HOW TO COMPLETE THIS TASK - State how many lines of the data contain the word "Display", and write nothing besides the number.

Stored data entries

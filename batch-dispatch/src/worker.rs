use crate::{
  batch::{occupied, Batch},
  error::DispatchError,
  item::{RequestItem, ResponseItem},
  report::{DispatchReport, WorkerFailure, WorkerFault},
  task::{Completed, WorkerTask},
};
use crossbeam::{queue::SegQueue, thread};
use itertools::Itertools;
use log::{debug, error};
use std::{any::Any, fmt::Display};

/// Collects finished batches from every worker of one dispatch call. Each worker pushes once, so a
/// worker's responses are never interleaved with another's
pub(crate) struct ResultSink<R: RequestItem, T: ResponseItem, E> {
  queue: SegQueue<WorkerTask<Completed<R, T, E>>>,
}

impl<R, T, E> ResultSink<R, T, E>
where
  R: RequestItem,
  T: ResponseItem,
{
  fn new() -> Self {
    ResultSink {
      queue: SegQueue::new(),
    }
  }

  fn push(&self, task: WorkerTask<Completed<R, T, E>>) {
    self.queue.push(task);
  }

  fn drain(self) -> Vec<WorkerTask<Completed<R, T, E>>> {
    std::iter::from_fn(|| self.queue.pop()).collect_vec()
  }
}

fn panic_message(payload: Box<dyn Any + Send>) -> String {
  match payload.downcast::<String>() {
    Ok(msg) => *msg,
    Err(payload) => match payload.downcast::<&'static str>() {
      Ok(msg) => msg.to_string(),
      Err(_) => String::from("unknown panic payload"),
    },
  }
}

/// Run every non-empty batch on its own scoped thread and block until all of them are joined. Each
/// worker opens its own session before touching its batch
pub(crate) fn run_workers<R, S, T, E, C, CE, F>(
  label: &str,
  batches: Vec<Batch<R>>,
  connect: &C,
  action: &F,
) -> Result<DispatchReport<R, T, E>, DispatchError>
where
  R: RequestItem,
  T: ResponseItem,
  E: Send + Display,
  C: Fn() -> Result<S, CE> + Sync,
  CE: Display,
  F: Fn(&mut S, &R) -> Result<T, E> + Sync,
{
  let sink: ResultSink<R, T, E> = ResultSink::new();
  let sink_ref = &sink;

  let worker_failures = thread::scope(|scope| {
    let handles = occupied(batches)
      .map(|batch| {
        let task = WorkerTask::new(batch);
        let worker = task.worker();
        let batch_len = task.len();

        let handle = scope
          .builder()
          .name(format!("{}-worker-{}", label, worker))
          .spawn(move |_| -> Result<(), WorkerFault> {
            let mut session =
              connect().map_err(|err| WorkerFault::SessionInit(err.to_string()))?;

            sink_ref.push(task.run(label, &mut session, action));

            Ok(())
          });

        (worker, batch_len, handle)
      })
      .collect_vec();

    handles
      .into_iter()
      .filter_map(|(worker, batch_len, handle)| {
        let fault = match handle {
          Ok(handle) => match handle.join() {
            Ok(Ok(())) => return None,
            Ok(Err(fault)) => fault,
            Err(payload) => WorkerFault::Panicked(panic_message(payload)),
          },
          Err(err) => WorkerFault::Spawn(err.to_string()),
        };

        error!("{} worker {} failed ({} items): {}", label, worker, batch_len, &fault);

        Some(WorkerFailure {
          worker,
          batch_len,
          fault,
        })
      })
      .collect_vec()
  })
  .map_err(|payload| DispatchError::Join(panic_message(payload)))?;

  let mut report = DispatchReport::empty();

  for task in sink.drain() {
    debug!(
      "{} worker {} finished {} items: {:?}",
      label,
      task.worker(),
      task.0.attempted,
      task.outcome()
    );

    let WorkerTask(Completed {
      responses,
      failures,
      ..
    }) = task;

    report.responses.extend(responses);
    report.failures.extend(failures);
    report.workers += 1;
  }

  report.workers += worker_failures.len();
  report.worker_failures = worker_failures;

  Ok(report)
}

EXPECTED ANSWER - 3